866-281-2100.  Copies of the documents filed with the SEC by Time Warner Cable will be available free of charge on Time Warner Cable’s website at http://ir.timewarnercable.com or by contacting Time Warner Cable’s Investor Relations Department at 877-446-3689.

Comcast, Time Warner Cable, their respective directors and certain of their respective executive officers may be considered participants in the solicitation of proxies in connection with the proposed transaction.  Information about the directors and executive officers of Time Warner Cable is set forth in its Annual Report on Form 10-K for the year ended December 31, 2013, which was filed with the SEC on February 18, 2014, and its preliminary proxy statement for its 2014 annual meeting of stockholders, which was filed with the SEC on April 8, 2014.  Information about the directors and executive officers of Comcast is set forth in its Annual Report on Form 10-K for the year ended December 31, 2013, which was filed with the SEC on February 12, 2014, and its proxy statement for its 2014 annual meeting of shareholders, which was filed with the SEC on April 11, 2014.  These documents can be obtained free of charge from the sources indicated above.  Additional information regarding the participants in the proxy solicitations and a description of their direct and indirect interests, by security holdings or otherwise, are contained in the preliminary joint proxy statement/prospectus filed with the SEC and will be contained in the definitive joint proxy statement/prospectus and other relevant materials to be filed with the SEC when they become available.
 
Cautionary Statement Regarding Forward-Looking Statements

Certain statements in this communication regarding the proposed acquisition of Time Warner Cable by Comcast, including any statements regarding the expected timetable for completing the transaction, benefits and synergies of the transaction, future opportunities for the combined company and products, and any other statements regarding Comcast’s and Time Warner Cable’s future expectations, beliefs, plans, objectives, financial conditions, assumptions or future events or performance that are not historical facts are "forward-looking" statements made within the meaning of Section 27A of the Securities Act of 1933, as amended, and Section 21E of the Securities Exchange Act of 1934, as amended.  These statements are often, but not always, made through the use of words or phrases such as "may", "believe," "anticipate," "could", "should," "intend," "plan," "will," "expect(s)," "estimate(s)," "project(s)," "forecast(s)", "positioned," "strategy," "outlook" and similar expressions.

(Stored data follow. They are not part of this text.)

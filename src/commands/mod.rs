//! Consumer-facing commands
//!
//! Thin async wrappers over a [`CameraSession`](crate::session::CameraSession)
//! that log, flatten errors to strings and return serializable info structs,
//! ready to be bridged into whatever UI layer hosts the stream.

pub mod device_monitor;
pub mod recording;
pub mod stream;

pub use device_monitor::*;
pub use recording::*;
pub use stream::*;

All such forward-looking statements involve estimates and assumptions that are subject to risks, uncertainties and other factors that could cause actual results to differ materially from the results expressed in the statements. Among the key factors that could cause actual results to differ materially from those projected in the forward-looking statements are the following: the timing to consummate the proposed transaction; the risk that a condition to closing of the proposed transaction may not be satisfied; the risk that a regulatory approval that may be required for the proposed transaction is not obtained or is obtained subject to conditions that are not anticipated; Comcast’s ability to achieve the synergies and value creation contemplated by the proposed transaction; Comcast’s ability to promptly, efficiently and effectively integrate Time Warner Cable’s operations into those of Comcast; and the diversion of management time on transaction-related issues.  Additional information concerning these and other factors can be found in Comcast’s and Time Warner Cable’s respective filings with the SEC, including Comcast’s and Time Warner Cable’s most recent Annual Reports on Form 10-K, Quarterly Reports on Form 10-Q and Current Reports on Form 8-K.  Comcast and Time Warner Cable assume no obligation to update any forward-looking statements.  Readers are cautioned not to place undue reliance on these forward-looking statements that speak only as of the date hereof.